「びじゅつかん探険隊」の試み
 

ボランティアの導入
当館では、県民や利用者の方に支えられ、親しまれる美術館を目指して、平成15年度からボランティアを導入しました。作品解説や資料整理、館内案内など、具体的な活動内容は様々に考えられますが、それらを美術館があらかじめ用意するのではなく、ボランティア自身が内容を決定する自主的で継続的な運営を、将来的には目指しています。
しかし、一朝一夕には難しいので、まずは協力して一つの催しを実施することにしました。

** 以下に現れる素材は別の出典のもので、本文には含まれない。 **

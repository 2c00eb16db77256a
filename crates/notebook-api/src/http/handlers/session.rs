//! Chat session CRUD HTTP handlers.
//!
//! Endpoints:
//! - GET    /api/v1/notebooks/{id}/chat-sessions - List sessions for a notebook
//! - POST   /api/v1/notebooks/{id}/chat-sessions - Create a session
//! - GET    /api/v1/chat-sessions/{id}           - Get a session with its transcript
//! - PUT    /api/v1/chat-sessions/{id}           - Update a session title
//! - DELETE /api/v1/chat-sessions/{id}           - Delete a session and its messages

use std::time::Instant;

use axum::Json;
use axum::extract::{Path, State};
use serde::{Deserialize, Serialize};

use notebook_types::chat::{ChatMessage, ChatSession};
use notebook_types::notebook::NotebookId;

use crate::http::error::AppError;
use crate::http::handlers::message::ChatMessageView;
use crate::http::handlers::parse_uuid;
use crate::http::response::ApiResponse;
use crate::state::AppState;

/// Fallback title for sessions the user never named.
const UNTITLED: &str = "Untitled Chat";

/// Request body for creating a session.
#[derive(Debug, Default, Deserialize)]
pub struct CreateSessionRequest {
    pub title: Option<String>,
}

/// Request body for updating a session. An omitted title leaves the
/// stored value untouched.
#[derive(Debug, Default, Deserialize)]
pub struct UpdateSessionRequest {
    pub title: Option<String>,
}

/// Wire representation of a session, with the untitled fallback applied
/// and timestamps as text. List views carry an empty `messages` array.
#[derive(Debug, Serialize)]
pub struct ChatSessionView {
    pub id: String,
    pub notebook_id: String,
    pub title: String,
    pub created: String,
    pub updated: String,
    pub messages: Vec<ChatMessageView>,
}

impl ChatSessionView {
    pub fn from_session(session: &ChatSession, messages: &[ChatMessage]) -> Self {
        Self {
            id: session.id.to_string(),
            notebook_id: session.notebook_id.to_string(),
            title: session
                .title
                .clone()
                .unwrap_or_else(|| UNTITLED.to_string()),
            created: session.created_at.to_rfc3339(),
            updated: session.updated_at.to_rfc3339(),
            messages: messages.iter().map(ChatMessageView::from_message).collect(),
        }
    }
}

/// GET /api/v1/notebooks/{id}/chat-sessions - List sessions for a notebook.
///
/// Messages are not loaded for the list view.
pub async fn list_sessions(
    State(state): State<AppState>,
    Path(notebook_id): Path<String>,
) -> Result<Json<ApiResponse<Vec<ChatSessionView>>>, AppError> {
    let start = Instant::now();
    let request_id = uuid::Uuid::now_v7().to_string();

    let nid = NotebookId::from_uuid(parse_uuid(&notebook_id)?);

    let sessions = state.chat_service.list_sessions(&nid, None, None).await?;
    let elapsed = start.elapsed().as_millis() as u64;

    let views: Vec<ChatSessionView> = sessions
        .iter()
        .map(|s| ChatSessionView::from_session(s, &[]))
        .collect();

    let resp = ApiResponse::success(views, request_id, elapsed).with_link(
        "self",
        &format!("/api/v1/notebooks/{notebook_id}/chat-sessions"),
    );

    Ok(Json(resp))
}

/// POST /api/v1/notebooks/{id}/chat-sessions - Create a session.
pub async fn create_session(
    State(state): State<AppState>,
    Path(notebook_id): Path<String>,
    Json(body): Json<CreateSessionRequest>,
) -> Result<Json<ApiResponse<ChatSessionView>>, AppError> {
    let start = Instant::now();
    let request_id = uuid::Uuid::now_v7().to_string();

    let nid = NotebookId::from_uuid(parse_uuid(&notebook_id)?);

    let session = state.chat_service.create_session(&nid, body.title).await?;
    let elapsed = start.elapsed().as_millis() as u64;

    let resp = ApiResponse::success(
        ChatSessionView::from_session(&session, &[]),
        request_id,
        elapsed,
    )
    .with_link("self", &format!("/api/v1/chat-sessions/{}", session.id));

    Ok(Json(resp))
}

/// GET /api/v1/chat-sessions/{id} - Get a session with its ordered transcript.
pub async fn get_session(
    State(state): State<AppState>,
    Path(session_id): Path<String>,
) -> Result<Json<ApiResponse<ChatSessionView>>, AppError> {
    let start = Instant::now();
    let request_id = uuid::Uuid::now_v7().to_string();

    let sid = parse_uuid(&session_id)?;

    let (session, messages) = state.chat_service.get_session_with_messages(&sid).await?;
    let elapsed = start.elapsed().as_millis() as u64;

    let resp = ApiResponse::success(
        ChatSessionView::from_session(&session, &messages),
        request_id,
        elapsed,
    )
    .with_link("self", &format!("/api/v1/chat-sessions/{}", session.id))
    .with_link(
        "notebook",
        &format!("/api/v1/notebooks/{}", session.notebook_id),
    );

    Ok(Json(resp))
}

/// PUT /api/v1/chat-sessions/{id} - Partially update a session.
pub async fn update_session(
    State(state): State<AppState>,
    Path(session_id): Path<String>,
    Json(body): Json<UpdateSessionRequest>,
) -> Result<Json<ApiResponse<ChatSessionView>>, AppError> {
    let start = Instant::now();
    let request_id = uuid::Uuid::now_v7().to_string();

    let sid = parse_uuid(&session_id)?;

    let (session, messages) = state.chat_service.update_session(&sid, body.title).await?;
    let elapsed = start.elapsed().as_millis() as u64;

    let resp = ApiResponse::success(
        ChatSessionView::from_session(&session, &messages),
        request_id,
        elapsed,
    )
    .with_link("self", &format!("/api/v1/chat-sessions/{}", session.id));

    Ok(Json(resp))
}

/// DELETE /api/v1/chat-sessions/{id} - Delete a session and its messages.
pub async fn delete_session(
    State(state): State<AppState>,
    Path(session_id): Path<String>,
) -> Result<Json<ApiResponse<serde_json::Value>>, AppError> {
    let start = Instant::now();
    let request_id = uuid::Uuid::now_v7().to_string();

    let sid = parse_uuid(&session_id)?;
    state.chat_service.delete_session(&sid).await?;

    let elapsed = start.elapsed().as_millis() as u64;

    let resp = ApiResponse::success(
        serde_json::json!({"deleted": true, "id": session_id}),
        request_id,
        elapsed,
    );

    Ok(Json(resp))
}

#[cfg(test)]
mod tests {
    use super::*;
    use chrono::Utc;
    use uuid::Uuid;

    #[test]
    fn test_view_applies_untitled_fallback() {
        let session = ChatSession {
            id: Uuid::now_v7(),
            notebook_id: Uuid::now_v7(),
            title: None,
            created_at: Utc::now(),
            updated_at: Utc::now(),
        };
        let view = ChatSessionView::from_session(&session, &[]);
        assert_eq!(view.title, "Untitled Chat");
        assert!(view.messages.is_empty());
    }

    #[test]
    fn test_view_keeps_explicit_title() {
        let session = ChatSession {
            id: Uuid::now_v7(),
            notebook_id: Uuid::now_v7(),
            title: Some("Lit review".to_string()),
            created_at: Utc::now(),
            updated_at: Utc::now(),
        };
        let view = ChatSessionView::from_session(&session, &[]);
        assert_eq!(view.title, "Lit review");
    }
}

催しの大きな枠組みを美術館が決め、具体的な内容はボランティアが主体的に決定する、ボランティア参加型の事業です。


ボランティアの募集

そして平成15年4月、「夏休みに親子で美術館に親しむ催し」企画・運営ボランティアを募集。気軽な参加を目指して活動期間は4月から7月に限定し、資格などは特に問いません。短い募集期間でしたが、20歳代の学生を中心に60歳代の熟年の方まで16名の応募がありました。後に2名が辞退し、男女比は約1対2で女性がやや優勢です。

活動開始
活動はメンバー同士が知り合うことから始め、ボランティア初心者が多いので「ボランティアの心得」の研修を経て(とくしま県民プラザ林淳年さん)、企画アイデアの話し合いへと続きます。内容が白紙のため、意見の衝突もありましたが、展示室や屋外の作品にチェックポイントを設けるウォークラリーに決定。また「ものつくり」の体験コーナーも加えます。タイトルは「びじゅつかん探険隊」。
その後はグループに分かれて、チェックポイントの場所や課題の決定、チラシ、参加証、看板、各種パネルの作成等々の準備作業です。共通の活動日は10回ですが、個々のメンバーが都合に合わせて来館し、実質的には倍近くの回数となりました。苦楽を共にし、メンバー同士の結束も高まります。

びじゅつかん探険隊

夏真っ盛りの7月27日、快晴。いよいよ当日です。朝、チェックポイントを設置し、チラシを持って公園内で呼び込みです。セミやテントウ虫の格好をしてチラシを配ったメンバーは、やんちゃ坊主からキックの洗礼を受けます。
12時30分にそれぞれが持ち場について受付開始。親子連れが押し寄せました。靉嘔の彫刻<レインボー・ヴィーナス>を寝転んで見て、ロビーでパネルに好きな色を塗ります。色セロファンのメガネでピカソやクレーの絵を見たり、ムーアの彫刻では周囲をぐるぐると観察です。また3階のアトリエでは、参加証を加工してオリジナルカード作り。屋外展示場のボテロの彫刻<アダムとイブ>付近では、終日「ボテロー!」という叫びがこだましました。作品の前で声を出すのもチェックポイントの課題なのです。そして38組108人の参加者を数え、「びじゅつかん探険隊」は無事終了。


今後へ
8月に活動記録を2階ロビーに展示した後、探険隊メンバーはいったん解散しました。反省材料はたくさんありますが、準備の過程で得たものを大切に、これからもゆっくりと進んで行きます。春休みには、新メンバーを加えて二回目のボランティア参加型事業を実施する予定です。ご期待ください。

(主任学芸員 友井伸一)

イベント前日の最終打ち合わせ
セミとテントウムシのチラシ配り
高松次郎<影の自画像>のとなりで、絵の人物と同じポーズをとってみる。